Stored items:
====
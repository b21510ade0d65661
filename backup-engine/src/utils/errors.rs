//! Error taxonomy for the backup engine.
//!
//! Only configuration errors, a missing top-level source and chain-order
//! violations are fatal to a whole operation. Everything else is either a
//! retryable destination failure or degrades into a [`crate::report::Warning`].

use chrono::{DateTime, Utc};
use std::path::PathBuf;
use thiserror::Error;

/// Integrity failures always carry the identity of the offending entry.
#[derive(Error, Debug, Clone, PartialEq, Eq)]
pub enum IntegrityError {
    #[error("hash mismatch for '{name}': expected {expected}, got {actual}")]
    HashMismatch {
        name: String,
        expected: String,
        actual: String,
    },

    #[error("chain order violation in '{entry}': {next} does not follow {previous}")]
    ChainOrderViolation {
        entry: String,
        previous: DateTime<Utc>,
        next: DateTime<Utc>,
    },

    #[error("incremental '{name}' has no owning full backup and is ignored")]
    OrphanedIncremental { name: String },

    #[error("incremental backup at {timestamp} ('{name}') is unreachable: {reason}")]
    UnreachableIncremental {
        timestamp: DateTime<Utc>,
        name: String,
        reason: String,
    },

    #[error("volume '{name}' is not referenced by manifest '{manifest}'")]
    UnreferencedVolume { name: String, manifest: String },
}

#[derive(Error, Debug)]
pub enum EngineError {
    #[error("Configuration error: {0}")]
    Config(String),

    #[error("Source path is missing: {}", .0.display())]
    SourceMissing(PathBuf),

    #[error("Destination error during {operation} of '{name}': {message}")]
    Destination {
        operation: &'static str,
        name: String,
        message: String,
    },

    #[error("Integrity error: {0}")]
    Integrity(#[from] IntegrityError),

    #[error("No backup found at or before {0}")]
    NoMatchingBackup(DateTime<Utc>),

    #[error("Codec error: {0}")]
    Codec(String),

    #[error("Delta-sync error: {0}")]
    DeltaSync(String),

    #[error("Operation aborted")]
    Aborted,

    #[error("I/O error: {0}")]
    Io(#[from] std::io::Error),

    #[error("Serialization error: {0}")]
    Serialization(#[from] serde_json::Error),

    #[error("Hook error: {0}")]
    Hook(String),

    #[error("Worker task failed: {0}")]
    Task(String),
}

impl EngineError {
    pub fn destination(operation: &'static str, name: impl Into<String>, err: impl std::fmt::Display) -> Self {
        EngineError::Destination {
            operation,
            name: name.into(),
            message: err.to_string(),
        }
    }

    /// Destination failures may be retried by the caller; the engine itself never retries.
    pub fn is_retryable(&self) -> bool {
        matches!(self, EngineError::Destination { .. })
    }

    /// Errors that end the whole operation rather than a single item.
    pub fn is_fatal(&self) -> bool {
        matches!(
            self,
            EngineError::Config(_)
                | EngineError::SourceMissing(_)
                | EngineError::Aborted
                | EngineError::Integrity(IntegrityError::ChainOrderViolation { .. })
        )
    }
}

impl From<tokio::task::JoinError> for EngineError {
    fn from(err: tokio::task::JoinError) -> Self {
        if err.is_cancelled() {
            EngineError::Aborted
        } else {
            EngineError::Task(err.to_string())
        }
    }
}

pub type Result<T> = std::result::Result<T, EngineError>;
====
— Assignment —
Wherever the string "PathBuf" occurs in the records, copy the line it is in.

— Answer box —
use std::path::PathBuf;
    SourceMissing(PathBuf),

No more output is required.